# Exercise brief
Restate exactly, and only, the lines spanning from the one with "pub mod core;" to the end of the records below.
────────────────────────────────────────
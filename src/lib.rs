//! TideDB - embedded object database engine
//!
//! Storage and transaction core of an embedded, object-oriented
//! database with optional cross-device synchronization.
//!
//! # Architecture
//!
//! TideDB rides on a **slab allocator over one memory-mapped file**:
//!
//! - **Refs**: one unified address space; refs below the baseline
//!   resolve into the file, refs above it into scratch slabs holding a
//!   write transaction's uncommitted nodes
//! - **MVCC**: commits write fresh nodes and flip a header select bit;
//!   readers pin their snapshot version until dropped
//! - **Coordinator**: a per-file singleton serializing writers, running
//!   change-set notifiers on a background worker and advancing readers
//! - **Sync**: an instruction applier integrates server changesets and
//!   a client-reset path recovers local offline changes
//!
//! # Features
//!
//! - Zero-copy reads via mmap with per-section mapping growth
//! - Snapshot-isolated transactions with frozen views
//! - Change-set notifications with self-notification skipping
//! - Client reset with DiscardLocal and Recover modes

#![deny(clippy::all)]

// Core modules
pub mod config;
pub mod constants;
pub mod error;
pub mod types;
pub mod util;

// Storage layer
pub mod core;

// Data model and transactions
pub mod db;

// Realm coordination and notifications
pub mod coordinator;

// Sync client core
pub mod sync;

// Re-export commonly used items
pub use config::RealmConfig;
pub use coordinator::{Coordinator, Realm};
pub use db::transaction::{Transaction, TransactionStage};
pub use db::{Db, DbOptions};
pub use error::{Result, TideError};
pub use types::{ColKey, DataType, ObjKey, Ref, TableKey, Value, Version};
────────────────────────────────────────
# Task answer
pub mod core;

// Data model and transactions
pub mod db;

// Realm coordination and notifications
pub mod coordinator;

// Sync client core
pub mod sync;

// Re-export commonly used items
pub use config::RealmConfig;
pub use coordinator::{Coordinator, Realm};
pub use db::transaction::{Transaction, TransactionStage};
pub use db::{Db, DbOptions};
pub use error::{Result, TideError};
pub use types::{ColKey, DataType, ObjKey, Ref, TableKey, Value, Version};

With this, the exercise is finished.